-------- The data
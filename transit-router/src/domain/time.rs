//! Timetable time handling.
//!
//! Connection times arrive as "HH:MM:SS" strings relative to a service day.
//! Hours of 24 and above belong to the following calendar day, so a trip
//! arriving at "24:05:00" sorts after one departing at "23:50:00".

use chrono::{Duration, NaiveDate, NaiveDateTime, NaiveTime, Timelike};
use serde::{Serialize, Serializer};
use std::fmt;
use std::ops::Add;

/// Error returned when parsing an invalid time string.
#[derive(Debug, Clone, PartialEq, Eq, thiserror::Error)]
#[error("invalid time: {reason}")]
pub struct TimeError {
    reason: &'static str,
}

impl TimeError {
    fn new(reason: &'static str) -> Self {
        Self { reason }
    }
}

/// Hours beyond this value are rejected; a service day spans at most two calendar days.
const MAX_SERVICE_HOUR: u32 = 47;

/// A date-aware timestamp with second resolution.
///
/// # Examples
///
/// ```
/// use transit_router::domain::TransitTime;
/// use chrono::NaiveDate;
///
/// let date = NaiveDate::from_ymd_opt(2025, 3, 24).unwrap();
/// let time = TransitTime::parse_hms("14:30:15", date).unwrap();
/// assert_eq!(time.to_string(), "14:30:15");
/// ```
#[derive(Clone, Copy, PartialEq, Eq, PartialOrd, Ord, Hash)]
pub struct TransitTime(NaiveDateTime);

impl TransitTime {
    /// Create a new TransitTime from date and time components.
    pub fn new(date: NaiveDate, time: NaiveTime) -> Self {
        Self(date.and_time(time))
    }

    /// Parse "HH:MM:SS" relative to `service_date`.
    ///
    /// Hours 24-47 roll over onto the following day.
    ///
    /// # Examples
    ///
    /// ```
    /// use transit_router::domain::TransitTime;
    /// use chrono::NaiveDate;
    ///
    /// let date = NaiveDate::from_ymd_opt(2025, 3, 24).unwrap();
    ///
    /// assert!(TransitTime::parse_hms("00:00:00", date).is_ok());
    /// assert!(TransitTime::parse_hms("23:59:59", date).is_ok());
    ///
    /// let midnight = TransitTime::parse_hms("24:00:00", date).unwrap();
    /// assert_eq!(midnight.date(), NaiveDate::from_ymd_opt(2025, 3, 25).unwrap());
    /// assert_eq!(midnight.to_string(), "00:00:00");
    ///
    /// assert!(TransitTime::parse_hms("14:30", date).is_err());
    /// assert!(TransitTime::parse_hms("14:61:00", date).is_err());
    /// ```
    pub fn parse_hms(s: &str, service_date: NaiveDate) -> Result<Self, TimeError> {
        let s = s.trim();
        let mut parts = s.split(':');
        let (Some(h), Some(m), Some(sec), None) =
            (parts.next(), parts.next(), parts.next(), parts.next())
        else {
            return Err(TimeError::new("expected HH:MM:SS format"));
        };

        let hour = parse_digits(h).ok_or_else(|| TimeError::new("invalid hour digits"))?;
        if hour > MAX_SERVICE_HOUR {
            return Err(TimeError::new("hour must be 0-47"));
        }
        let minute = parse_digits(m).ok_or_else(|| TimeError::new("invalid minute digits"))?;
        if minute > 59 {
            return Err(TimeError::new("minute must be 0-59"));
        }
        let second = parse_digits(sec).ok_or_else(|| TimeError::new("invalid second digits"))?;
        if second > 59 {
            return Err(TimeError::new("second must be 0-59"));
        }

        let time = NaiveTime::from_hms_opt(hour % 24, minute, second)
            .ok_or_else(|| TimeError::new("invalid time"))?;
        let date = if hour >= 24 {
            service_date
                .succ_opt()
                .ok_or_else(|| TimeError::new("date overflow"))?
        } else {
            service_date
        };

        Ok(Self::new(date, time))
    }

    /// Returns the date component.
    pub fn date(&self) -> NaiveDate {
        self.0.date()
    }

    /// Returns the time-of-day component.
    pub fn time(&self) -> NaiveTime {
        self.0.time()
    }

    /// Converts to a NaiveDateTime.
    pub fn to_datetime(&self) -> NaiveDateTime {
        self.0
    }

    /// Add a duration, advancing the date when midnight is crossed.
    pub fn checked_add(&self, duration: Duration) -> Option<Self> {
        self.0.checked_add_signed(duration).map(Self)
    }

    /// Subtract a duration.
    pub fn checked_sub(&self, duration: Duration) -> Option<Self> {
        self.0.checked_sub_signed(duration).map(Self)
    }

    /// Returns the duration between two times.
    ///
    /// Returns a negative duration if `other` is after `self`.
    pub fn signed_duration_since(&self, other: Self) -> Duration {
        self.0.signed_duration_since(other.0)
    }
}

impl From<NaiveDateTime> for TransitTime {
    fn from(dt: NaiveDateTime) -> Self {
        // Sub-second precision is dropped; the timetable works in whole seconds.
        Self(dt.with_nanosecond(0).unwrap_or(dt))
    }
}

impl Add<Duration> for TransitTime {
    type Output = Self;

    fn add(self, rhs: Duration) -> Self::Output {
        self.checked_add(rhs).expect("time overflow")
    }
}

impl fmt::Debug for TransitTime {
    fn fmt(&self, f: &mut fmt::Formatter<'_>) -> fmt::Result {
        write!(f, "TransitTime({} {})", self.date(), self)
    }
}

impl fmt::Display for TransitTime {
    fn fmt(&self, f: &mut fmt::Formatter<'_>) -> fmt::Result {
        write!(
            f,
            "{:02}:{:02}:{:02}",
            self.0.hour(),
            self.0.minute(),
            self.0.second()
        )
    }
}

impl Serialize for TransitTime {
    fn serialize<S: Serializer>(&self, serializer: S) -> Result<S::Ok, S::Error> {
        serializer.collect_str(&self.0.format("%Y-%m-%dT%H:%M:%S"))
    }
}

/// Parse one or two ASCII digits.
fn parse_digits(s: &str) -> Option<u32> {
    if s.is_empty() || s.len() > 2 || !s.bytes().all(|b| b.is_ascii_digit()) {
        return None;
    }
    s.parse().ok()
}


#[cfg(test)]
mod proptests {
    use super::*;
    use proptest::prelude::*;

    proptest! {
        /// Anything we can parse renders back to the same wall-clock time
        #[test]
        fn display_roundtrip(h in 0u32..24, m in 0u32..60, s in 0u32..60) {
            let d = NaiveDate::from_ymd_opt(2025, 3, 24).unwrap();
            let text = format!("{h:02}:{m:02}:{s:02}");
            let t = TransitTime::parse_hms(&text, d).unwrap();
            prop_assert_eq!(t.to_string(), text);
            prop_assert_eq!(t.date(), d);
        }

        /// Ordering follows seconds since the service-day start, including rollover hours
        #[test]
        fn ordering_matches_service_seconds(a in 0u32..(48 * 3600), b in 0u32..(48 * 3600)) {
            let d = NaiveDate::from_ymd_opt(2025, 3, 24).unwrap();
            let fmt = |x: u32| format!("{:02}:{:02}:{:02}", x / 3600, (x / 60) % 60, x % 60);
            let ta = TransitTime::parse_hms(&fmt(a), d).unwrap();
            let tb = TransitTime::parse_hms(&fmt(b), d).unwrap();
            prop_assert_eq!(ta.cmp(&tb), a.cmp(&b));
            prop_assert_eq!(
                tb.signed_duration_since(ta).num_seconds(),
                i64::from(b) - i64::from(a)
            );
        }
    }
}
----------------
Output all lines from the beginning of the data up to the line holding "day, so a trip", that line included, exactly as written.

filename transit-router/src/domain/time.rs
//! Timetable time handling.
//!
//! Connection times arrive as "HH:MM:SS" strings relative to a service day.
//! Hours of 24 and above belong to the following calendar day, so a trip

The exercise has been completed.